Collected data

■ ■ ■ ■ ■ ■ ■

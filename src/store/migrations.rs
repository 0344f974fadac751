//! Version-tracked database migrations for the libSQL backend.
//!
//! Each migration has a version number and SQL. `run_migrations()` checks
//! the current version and applies only the new ones, in order.

use libsql::Connection;

use crate::error::DatabaseError;

/// A single migration step.
struct Migration {
    version: i64,
    name: &'static str,
    sql: &'static str,
}

/// All migrations in order. Add new versions to the end.
static MIGRATIONS: &[Migration] = &[
    Migration {
        version: 1,
        name: "initial_schema",
        sql: r#"
            CREATE TABLE IF NOT EXISTS user_profiles (
                id TEXT PRIMARY KEY,
                data TEXT NOT NULL DEFAULT '{}',
                created_at TEXT NOT NULL DEFAULT (datetime('now')),
                updated_at TEXT NOT NULL
            );

            CREATE TABLE IF NOT EXISTS settings (
                user_id TEXT NOT NULL,
                key TEXT NOT NULL,
                value TEXT NOT NULL,
                updated_at TEXT NOT NULL,
                PRIMARY KEY (user_id, key)
            );
        "#,
    },
];

/// Run all pending migrations against the given connection.
///
/// Creates the `_migrations` table if it doesn't exist.
pub async fn run_migrations(conn: &Connection) -> Result<(), DatabaseError> {
    conn.execute(
        "CREATE TABLE IF NOT EXISTS _migrations (
            version INTEGER PRIMARY KEY,
            name TEXT NOT NULL,
            applied_at TEXT NOT NULL DEFAULT (datetime('now'))
        )",
        (),
    )
    .await
    .map_err(|e| DatabaseError::Migration(format!("Failed to create _migrations table: {e}")))?;

    let current_version = get_current_version(conn).await?;

    for migration in MIGRATIONS {
        if migration.version > current_version {
            tracing::info!(
                version = migration.version,
                name = migration.name,
                "Applying migration"
            );
            conn.execute_batch(migration.sql).await.map_err(|e| {
                DatabaseError::Migration(format!(
                    "Migration V{} ({}) failed: {e}",
                    migration.version, migration.name
                ))
            })?;
            seed_version(conn, migration.version, migration.name).await?;
        }
    }

    let version = get_current_version(conn).await?;
    tracing::info!(version, "Database migrations complete");
    Ok(())
}

/// Highest applied migration version, or 0 if none.
async fn get_current_version(conn: &Connection) -> Result<i64, DatabaseError> {
    let mut rows = conn
        .query("SELECT COALESCE(MAX(version), 0) FROM _migrations", ())
        .await
        .map_err(|e| DatabaseError::Migration(format!("Failed to query migration version: {e}")))?;

    let row = rows
        .next()
        .await
        .map_err(|e| DatabaseError::Migration(format!("Failed to read migration version: {e}")))?;

    match row {
        Some(row) => row.get::<i64>(0).map_err(|e| {
            DatabaseError::Migration(format!("Failed to parse migration version: {e}"))
        }),
        None => Ok(0),
    }
}

async fn seed_version(conn: &Connection, version: i64, name: &str) -> Result<(), DatabaseError> {
    conn.execute(
        "INSERT OR IGNORE INTO _migrations (version, name) VALUES (?1, ?2)",
        libsql::params![version, name],
    )
    .await
    .map_err(|e| DatabaseError::Migration(format!("Failed to record migration V{version}: {e}")))?;
    Ok(())
}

■ ■ ■ ■ ■ ■ ■

Produce the entries above once more, identical in every detail.

filename src/store/migrations.rs
repository 0344f974fadac751
//! Version-tracked database migrations for the libSQL backend.
//!
//! Each migration has a version number and SQL. `run_migrations()` checks
//! the current version and applies only the new ones, in order.

use libsql::Connection;

use crate::error::DatabaseError;

/// A single migration step.
struct Migration {
    version: i64,
    name: &'static str,
    sql: &'static str,
}

/// All migrations in order. Add new versions to the end.
static MIGRATIONS: &[Migration] = &[
    Migration {
        version: 1,
        name: "initial_schema",
        sql: r#"
            CREATE TABLE IF NOT EXISTS user_profiles (
                id TEXT PRIMARY KEY,
                data TEXT NOT NULL DEFAULT '{}',
                created_at TEXT NOT NULL DEFAULT (datetime('now')),
                updated_at TEXT NOT NULL
            );

            CREATE TABLE IF NOT EXISTS settings (
                user_id TEXT NOT NULL,
                key TEXT NOT NULL,
                value TEXT NOT NULL,
                updated_at TEXT NOT NULL,
                PRIMARY KEY (user_id, key)
            );
        "#,
    },
];

/// Run all pending migrations against the given connection.
///
/// Creates the `_migrations` table if it doesn't exist.
pub async fn run_migrations(conn: &Connection) -> Result<(), DatabaseError> {
    conn.execute(
        "CREATE TABLE IF NOT EXISTS _migrations (
            version INTEGER PRIMARY KEY,
            name TEXT NOT NULL,
            applied_at TEXT NOT NULL DEFAULT (datetime('now'))
        )",
        (),
    )
    .await
    .map_err(|e| DatabaseError::Migration(format!("Failed to create _migrations table: {e}")))?;

    let current_version = get_current_version(conn).await?;

    for migration in MIGRATIONS {
        if migration.version > current_version {
            tracing::info!(
                version = migration.version,
                name = migration.name,
                "Applying migration"
            );
            conn.execute_batch(migration.sql).await.map_err(|e| {
                DatabaseError::Migration(format!(
                    "Migration V{} ({}) failed: {e}",
                    migration.version, migration.name
                ))
            })?;
            seed_version(conn, migration.version, migration.name).await?;
        }
    }

    let version = get_current_version(conn).await?;
    tracing::info!(version, "Database migrations complete");
    Ok(())
}

/// Highest applied migration version, or 0 if none.
async fn get_current_version(conn: &Connection) -> Result<i64, DatabaseError> {
    let mut rows = conn
        .query("SELECT COALESCE(MAX(version), 0) FROM _migrations", ())
        .await
        .map_err(|e| DatabaseError::Migration(format!("Failed to query migration version: {e}")))?;

    let row = rows
        .next()
        .await
        .map_err(|e| DatabaseError::Migration(format!("Failed to read migration version: {e}")))?;

    match row {
        Some(row) => row.get::<i64>(0).map_err(|e| {
            DatabaseError::Migration(format!("Failed to parse migration version: {e}"))
        }),
        None => Ok(0),
    }
}

async fn seed_version(conn: &Connection, version: i64, name: &str) -> Result<(), DatabaseError> {
    conn.execute(
        "INSERT OR IGNORE INTO _migrations (version, name) VALUES (?1, ?2)",
        libsql::params![version, name],
    )
    .await
    .map_err(|e| DatabaseError::Migration(format!("Failed to record migration V{version}: {e}")))?;
    Ok(())
}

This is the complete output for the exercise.